Plus nonprofits are founded to solve societies’ problems, and reporters are always looking for innovative, fresh approaches to address what seems like a never-ending stream of crises.

How do nonprofits get media coverage?  How can nonprofits get in the news and increase awareness by making full use of their precious time and slim PR budgets?

Here are some nonprofit publicity tips, based on my decades of experience using creative storytelling as a Chicago PR firm owner, a former government communicator, and radio news reporter who’s covered many nonprofits.

Set Goals and Be Realistic

Many nonprofit marketing departments operate on a shoestring and with volunteer support. So be sure your goals are realistic.  Ask these questions.

Who do I want to reach?

Men, women, minorities old, young, liberals, conservatives, wealthy, poor, or business professionals from specific industries? You probably don’t want to reach all of these groups. So choose wisely and  pick the audience type that’s most likely to support your mission.

How will you reach them?

Through news stories in traditional media outlets? Through niche online outlets? Through social media? On TV or Radio?  Once you decide where you’ll focus your efforts, you’ll rely on research to find the reporters who cover your space and then find the best ways to contact them.

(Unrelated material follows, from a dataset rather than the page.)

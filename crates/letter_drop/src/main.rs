fn main() {
    letter_drop::run();
}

What is the message your priority media need to hear?

Your message will depend on the news you’re making and the trending topics that are going on in the news. For example, during the last two years of the pandemic, racial unrest, political upheaval and economic uncertainty, charitable organizations have had a lot to share about the lives of clients they serve and how they are helping those clients.

So for my clients, I’ve reached out to reporters to share problems and solutions related to remote learning, pivoting during the pandemic, lack of wifi-connected homes, teacher burnout, grief, job loss, staffing shortages, food insecurity, youth mental health, and gun violence.

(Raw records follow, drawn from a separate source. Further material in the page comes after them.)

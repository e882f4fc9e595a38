use core::f32::consts::TAU;

use bevy::prelude::*;
use bevy::window::PrimaryWindow;
use bits_helpers::input::window_to_world;
use bits_helpers::restart::CleanupMarker;

use crate::game::{ActiveRound, RoundNotice};
use crate::round::RoundEvent;
use crate::round::geometry::percent_to_pixels;

const FIREWORK_PARTICLES: usize = 12;
const FIREWORK_SPEED: f32 = 90.0;
const FIREWORK_PARTICLE_SIZE: f32 = 8.0;
const SCATTER_FLIGHT_SECS: f32 = 0.8;
const EFFECT_Z: f32 = 10.0;

/// Particle of a firework burst
#[derive(Component)]
struct FireworkParticle {
    lifetime: Timer,
    velocity: Vec2,
}

/// Confetti piece flying from its slot to where it settles
#[derive(Component)]
struct ScatterFlight {
    from: Vec2,
    to: Vec2,
    timer: Timer,
}

pub struct EffectsPlugin;

impl Plugin for EffectsPlugin {
    fn build(&self, app: &mut App) {
        app.add_systems(
            Update,
            (
                react_to_round,
                update_firework_particles,
                update_scatter_flights,
            )
                .chain(),
        );
    }
}

fn react_to_round(
    mut commands: Commands,
    mut notices: EventReader<RoundNotice>,
    round: Res<ActiveRound>,
    windows: Query<&Window, With<PrimaryWindow>>,
    fireworks: Query<Entity, With<FireworkParticle>>,
    pieces: Query<Entity, With<ScatterFlight>>,
) {
    for notice in notices.read() {
        match **notice {
            RoundEvent::CelebrationStarted => {
                let Ok(window) = windows.get_single() else {
                    continue;
                };
                spawn_celebration(&mut commands, &round, window.size());
            }
            RoundEvent::FireworksCleared => {
                for entity in &fireworks {
                    commands.entity(entity).despawn();
                }
            }
            RoundEvent::TilesShown { .. } | RoundEvent::Reset => {
                for entity in fireworks.iter().chain(&pieces) {
                    commands.entity(entity).despawn();
                }
            }
            _ => {}
        }
    }
}

fn spawn_celebration(commands: &mut Commands, round: &ActiveRound, window_size: Vec2) {
    let celebration = round.celebration();
    let firework_duration = round.config().firework_duration;

    for firework in &celebration.fireworks {
        let center = window_to_world(firework.center, window_size);

        for index in 0..FIREWORK_PARTICLES {
            let angle = index as f32 / FIREWORK_PARTICLES as f32 * TAU;
            commands.spawn((
                FireworkParticle {
                    lifetime: Timer::new(firework_duration, TimerMode::Once),
                    velocity: Vec2::from_angle(angle) * FIREWORK_SPEED,
                },
                CleanupMarker,
                Sprite {
                    color: Color::hsl(angle.to_degrees(), 0.9, 0.65),
                    custom_size: Some(Vec2::splat(FIREWORK_PARTICLE_SIZE)),
                    ..default()
                },
                Transform::from_translation(center.extend(EFFECT_Z)),
            ));
        }
    }

    for piece in &celebration.pieces {
        let from = window_to_world(piece.origin, window_size);
        let to = window_to_world(percent_to_pixels(piece.position, window_size), window_size);

        commands.spawn((
            ScatterFlight {
                from,
                to,
                timer: Timer::from_seconds(SCATTER_FLIGHT_SECS, TimerMode::Once),
            },
            CleanupMarker,
            Sprite {
                color: Color::hsl(piece.hue, 0.8, 0.6),
                custom_size: Some(Vec2::splat(piece.size)),
                ..default()
            },
            Transform::from_translation(from.extend(EFFECT_Z))
                .with_rotation(Quat::from_rotation_z(piece.rotation.to_radians())),
        ));
    }
}

fn update_firework_particles(
    mut commands: Commands,
    time: Res<Time>,
    mut particles: Query<(Entity, &mut Transform, &mut Sprite, &mut FireworkParticle)>,
) {
    for (entity, mut transform, mut sprite, mut particle) in &mut particles {
        particle.lifetime.tick(time.delta());

        let delta = particle.velocity * time.delta_secs();
        transform.translation += delta.extend(0.0);

        let life_factor = 1.0 - particle.lifetime.fraction();
        sprite.color = sprite.color.with_alpha(life_factor);

        if particle.lifetime.finished() {
            commands.entity(entity).despawn();
        }
    }
}

fn update_scatter_flights(
    time: Res<Time>,
    mut flights: Query<(&mut Transform, &mut ScatterFlight)>,
) {
    for (mut transform, mut flight) in &mut flights {
        if flight.timer.finished() {
            continue;
        }
        flight.timer.tick(time.delta());

        // Ease out so pieces settle
        let t = 1.0 - (1.0 - flight.timer.fraction()).powi(2);
        let position = flight.from.lerp(flight.to, t);
        transform.translation = position.extend(EFFECT_Z);
    }
}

Of course, your answers should always refer to your mission — your reason for being —  and always framed in the context of what’s happening in the world right now.

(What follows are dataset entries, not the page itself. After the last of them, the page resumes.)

//! Slot row and scattered tile placement for a new word.

use bevy::math::{Rect, Vec2};
use fastrand::Rng;
use tracing::debug;

use super::config::RoundConfig;
use super::geometry::pixels_to_percent;
use super::{Slot, SlotId, Tile, TileId};

/// Where a tile ended up and whether the separation rule held.
#[derive(Debug, Clone, Copy, PartialEq)]
pub enum Placement {
    Separated(Vec2),
    /// Retry budget exhausted, the spot may overlap other elements.
    Fallback(Vec2),
}

impl Placement {
    pub const fn position(self) -> Vec2 {
        match self {
            Self::Separated(position) | Self::Fallback(position) => position,
        }
    }
}

#[derive(Debug, Default)]
pub struct Layout {
    pub slots: Vec<Slot>,
    pub tiles: Vec<Tile>,
    /// Tiles that had to use the overlapping fallback
    pub fallbacks: usize,
}

/// Top-left corners of a centered row of `len` slots at mid-board.
pub fn slot_positions(len: usize, board_size: Vec2, tile_size: f32) -> impl Iterator<Item = Vec2> {
    let left = board_size.x / 2.0 - len as f32 * tile_size / 2.0;
    let top = board_size.y / 2.0;
    (0..len).map(move |i| Vec2::new((i as f32).mul_add(tile_size, left), top))
}

/// Sub-rectangle of top-left corners where a tile stays inside the safe zone.
/// Collapses onto its top-left corner on boards too small to have one.
pub fn spawn_area(board_size: Vec2, config: &RoundConfig) -> Rect {
    let zone = &config.safe_zone;
    let min = Vec2::new(zone.left, zone.top);
    let max = Vec2::new(
        board_size.x - config.tile_size - zone.right,
        board_size.y - config.tile_size - zone.bottom,
    );
    Rect::from_corners(min, max.max(min))
}

fn sample(area: Rect, rng: &mut Rng) -> Vec2 {
    area.min + Vec2::new(rng.f32(), rng.f32()) * area.size()
}

/// Rejection-samples a spot at least `min_separation` away from every position in `occupied`.
pub fn scatter_position(
    occupied: &[Vec2],
    board_size: Vec2,
    config: &RoundConfig,
    rng: &mut Rng,
) -> Placement {
    let area = spawn_area(board_size, config);
    let min_separation = config.min_separation();

    for _ in 0..config.max_placement_tries {
        let candidate = sample(area, rng);
        if occupied
            .iter()
            .all(|other| candidate.distance(*other) > min_separation)
        {
            return Placement::Separated(candidate);
        }
    }

    Placement::Fallback(sample(area, rng))
}

/// Builds the slot row and scatters one tile per character of `word`.
pub fn generate(word: &str, board_size: Vec2, config: &RoundConfig, rng: &mut Rng) -> Layout {
    let len = word.chars().count();

    let slots: Vec<Slot> = word
        .chars()
        .zip(slot_positions(len, board_size, config.tile_size))
        .enumerate()
        .map(|(index, (character, position))| Slot::new(SlotId(index), character, position))
        .collect();

    let mut occupied: Vec<Vec2> = slots.iter().map(|slot| slot.position).collect();
    let mut tiles = Vec::with_capacity(len);
    let mut fallbacks = 0;

    for (index, character) in word.chars().enumerate() {
        let placement = scatter_position(&occupied, board_size, config, rng);
        if let Placement::Fallback(position) = placement {
            debug!("Tile {index} ('{character}') fell back to {position} after exhausting retries");
            fallbacks += 1;
        }

        let position = placement.position();
        occupied.push(position);
        tiles.push(Tile::new(
            TileId(index),
            character,
            pixels_to_percent(position, board_size),
        ));
    }

    Layout {
        slots,
        tiles,
        fallbacks,
    }
}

Just remember, it’s your job to focus on the one priority your nonprofit is succeeding at, and develop a message to help reporters understand your impact.

How do you write messages that convey that impact? 

By talking to your staff and asking them for their best examples of your work in action.

Bring those stories to life with the most conversational and down-to-earth narrative possible. Avoid all jargon and acronyms. Use simple nouns and verbs. I tell clients a good message is one their mom or grandma will easily grasp! If they don’t get it, you need to work on simplifying!

Your impact story should be loaded with color and detail.

It’s a simple formula for a great narrative: Spell out the problem. Describe your approach to the problem. Use the client success story to bring the solution to life.

Here are a few examples of nonprofit news coverage we’ve landed lately.

  • This recent Washington Post report profiled an ambitious Black entrepreneur who pivoted her restaurant business during the pandemic and offered dockside delivery of food and supplies at Chicago’s lakefront harbors — the only public space where people were gathering. She grew her business and now she’s working on franchising it, thanks to our nonprofit client.
  • NBC Nightly News picked up her story the next day!
  • CBS2 Chicago reported on this  nonprofit client which launched a drive-up food pantry in a South Side Chicago neighborhood known as a food desert.
  • ABC7 Chicago reported on our education nonprofit’s efforts to support students so they graduate high school came to life with this story of a  seventh grader who failed math and avoided class. She was transformed by a committed staffer,  “Now my teacher calls me ‘My Math Wizard,” she told a reporter!
  • Crain’s Chicago Business showcased expertise from our client, a mental health expert, on how to spot employees facing mental health crises.

After we helped craft the narrative, we worked with each of these clients to develop their messages. Many stakeholders were not comfortable being interviewed. So we fully prepared them and helped put them at ease by conducting mock interviews to provide direct and succinct answers that also injected their own personality into the conversations.

Seeing these stories on the air, online or in print, is one of the most effective ways to shine a giant media spotlight on the work of your nonprofit. Plus, the content you create lives forever online, and can be used again and again with key donors, board members, and prospective volunteers and partners.